The idea that “loose money” and “global saving gluts” CAUSED the financial crisis is preposterous. But it is repeated glibly by many economists and just about everyone else and, over time, will lead us to forget how toxic is the mixture of seminal lunacy and unmanageably large financial institutions that control the payments system.

Mark T., the parallel between the Soviet Union as, to quote you, “the paradigmatic example of a state whose public sector corrupted and devastated economic productivity,” and the United States, where, to quote the authors, “dangerous rent-seeking — pursuing explicit and implicit government subsidies — in the financial system … distorts incentives, leads to crazy risk-taking episodes and ties up resources in unproductive uses,” bears close examination.

So let me get this straight: financial companies lobby the fed for loans which are not used to invest at home, but are spent abroad? And on top of that, not only is the government’s money tied up for x amount of time and only makes pennies of interest when paid back, but this has the potential of reflating another bubble that the US will have to step in and fix again? Make them clowns invest in non-Apple technological companies (I can’t help myself, sorry), so we can become a 21st century nation as opposed to helping China, India, and Russia leapfrog us. What is that all about? Throw the money-changers out of the temple.

this guy must be an economist. what does he propose we substitute for cheap oil?

Obviously the two journalists that wrote this article have no understanding of history nor economics. The Soviet Union had a state controlled economy which ran without market forces, competition, supply and dement, property rights, there were no free markets. The country was dependent of its resources and its internal order book which had no mechanism to coup or deal with economic forces.
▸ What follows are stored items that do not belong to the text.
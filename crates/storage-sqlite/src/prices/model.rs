//! Database models for daily price points.
//!
//! Decimals are stored as TEXT to keep them exact. Dates are ISO `YYYY-MM-DD`
//! TEXT, so string order is date order and range filters work on the column
//! directly.

use chrono::{NaiveDate, NaiveDateTime};
use diesel::prelude::*;
use rust_decimal::Decimal;
use serde::{Deserialize, Serialize};
use std::str::FromStr;

use pricesync_core::errors::Result;
use pricesync_core::prices::DailyPricePoint;

pub const DATE_FORMAT: &str = "%Y-%m-%d";

/// Database model for daily price points
#[derive(
    Queryable,
    Identifiable,
    Insertable,
    AsChangeset,
    Selectable,
    PartialEq,
    Serialize,
    Deserialize,
    Debug,
    Clone,
)]
#[diesel(table_name = crate::schema::daily_prices)]
#[diesel(primary_key(symbol, date))]
#[diesel(treat_none_as_null = true)]
#[diesel(check_for_backend(diesel::sqlite::Sqlite))]
#[serde(rename_all = "camelCase")]
pub struct DailyPriceDB {
    pub symbol: String,
    pub date: String,
    pub open: String,
    pub high: String,
    pub low: String,
    pub close: String,
    pub volume: i64,
    pub adj_close: Option<String>,
    pub updated_at: NaiveDateTime,
}

pub fn format_date(date: NaiveDate) -> String {
    date.format(DATE_FORMAT).to_string()
}

impl DailyPriceDB {
    pub fn from_point(point: &DailyPricePoint, now: NaiveDateTime) -> Self {
        Self {
            symbol: point.symbol.clone(),
            date: format_date(point.date),
            open: point.open.to_string(),
            high: point.high.to_string(),
            low: point.low.to_string(),
            close: point.close.to_string(),
            volume: point.volume,
            adj_close: point.adj_close.map(|v| v.to_string()),
            updated_at: now,
        }
    }

    /// Parse the row back into a price point.
    pub fn into_point(self) -> Result<DailyPricePoint> {
        Ok(DailyPricePoint {
            date: NaiveDate::parse_from_str(&self.date, DATE_FORMAT)?,
            open: Decimal::from_str(&self.open)?,
            high: Decimal::from_str(&self.high)?,
            low: Decimal::from_str(&self.low)?,
            close: Decimal::from_str(&self.close)?,
            volume: self.volume,
            adj_close: self
                .adj_close
                .as_deref()
                .map(Decimal::from_str)
                .transpose()?,
            symbol: self.symbol,
        })
    }
}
This article is comparing apples to oranges. The Soviet Union imploded because Mr. Gorbachev wanted it to implode, he understood that market forces and free markets in an economy are good and necessary. Unless Mr. Obama is planning to turn our country into a communist dictatorship, which I honestly believe that he is not, then we’ve nothing to worry about.

@ Steve:

Although your point that the comparison with the Soviet Union is apple to oranges is valid, I would hardly say Gorbachev WANTED the USSR to collapse. If you look at the history from that period, it was Yeltsin who engineered the collapse, with Gorbachev merely signing off on it following his lame duck status after the failed KGB coup attempt.

Also, though the exact comparison itself is inaccurate, I think the author’s point still stands. America has become just as dysfunctional politically (if you consider the true state of political affairs from local to federal levels today) and our economy has also just taken a severe blow. Combined with our unnecessary wars in Iraq and Afghanistan (which are all too similar to British and Soviet occupations), we need to implement some serious reform as a nation or face harsh consequences.
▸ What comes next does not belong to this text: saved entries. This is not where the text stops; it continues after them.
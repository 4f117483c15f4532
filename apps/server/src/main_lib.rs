use std::sync::Arc;

use crate::config::Config;
use tracing_subscriber::prelude::*;
use tracing_subscriber::{fmt, EnvFilter};
use pricesync_core::{
    prices::PriceStore,
    securities::SecurityStore,
    sync::{DailyUpdateJob, SyncService, SyncServiceTrait},
};
use pricesync_market_data::{MarketDataProvider, YahooProvider};
use pricesync_storage_sqlite::{db, PriceRepository, SecurityRepository};

pub struct AppState {
    pub sync_service: Arc<dyn SyncServiceTrait>,
    pub security_store: Arc<dyn SecurityStore>,
    pub price_store: Arc<dyn PriceStore>,
    pub daily_job: Arc<DailyUpdateJob>,
}

pub fn init_tracing() {
    let log_format = std::env::var("PS_LOG_FORMAT").unwrap_or_else(|_| "text".to_string());
    let filter = EnvFilter::try_from_default_env().unwrap_or_else(|_| EnvFilter::new("info"));
    let registry = tracing_subscriber::registry().with(filter);

    if log_format.eq_ignore_ascii_case("json") {
        registry
            .with(fmt::layer().json().with_current_span(false))
            .init();
    } else {
        registry
            .with(fmt::layer().with_target(true).with_line_number(true))
            .init();
    }
}

/// Build the application state backed by Yahoo Finance.
pub async fn build_state(config: &Config) -> anyhow::Result<Arc<AppState>> {
    let provider = Arc::new(YahooProvider::new()?);
    build_state_with_provider(config, provider).await
}

/// Build the application state around any market data provider.
pub async fn build_state_with_provider(
    config: &Config,
    provider: Arc<dyn MarketDataProvider>,
) -> anyhow::Result<Arc<AppState>> {
    let db_path = db::init(&config.data_dir)?;
    tracing::info!("Database path in use: {}", db_path);

    let pool = db::create_pool(&db_path)?;
    db::run_migrations(&pool)?;
    let writer = db::spawn_writer(pool.clone())?;

    let security_store = Arc::new(SecurityRepository::new(pool.clone(), writer.clone()));
    let price_store = Arc::new(PriceRepository::new(pool, writer));

    tracing::info!("Market data provider: {}", provider.id());
    let sync_service: Arc<dyn SyncServiceTrait> = Arc::new(SyncService::new(
        provider,
        security_store.clone(),
        price_store.clone(),
        config.sync.clone(),
    )?);
    let daily_job = Arc::new(DailyUpdateJob::new(
        sync_service.clone(),
        config.daily.clone(),
    )?);

    Ok(Arc::new(AppState {
        sync_service,
        security_store,
        price_store,
        daily_job,
    }))
}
That article was most excellent. It was both accurate and well written. My compliments to the author. I believe the points and issued raised here are a sound warning to us all. We need to get back to our roots, so to speak, and start doing what has worked for us in the past. Else we are in for more financial trouble.

Umm, Steve ?

“The Soviet Union had a state controlled economy which ran without market forces, competition, supply and dement, property rights, there were no free markets.”

That describes China to a T. And yet they are kicking US butt. Please don’t hand me the “oh no, they are capitalists now” nonsense. I live here. One or two layers deep *everything* in China is the government.

I’m not promoting that as a model but your naive faith in the neocon economics primer is amusing.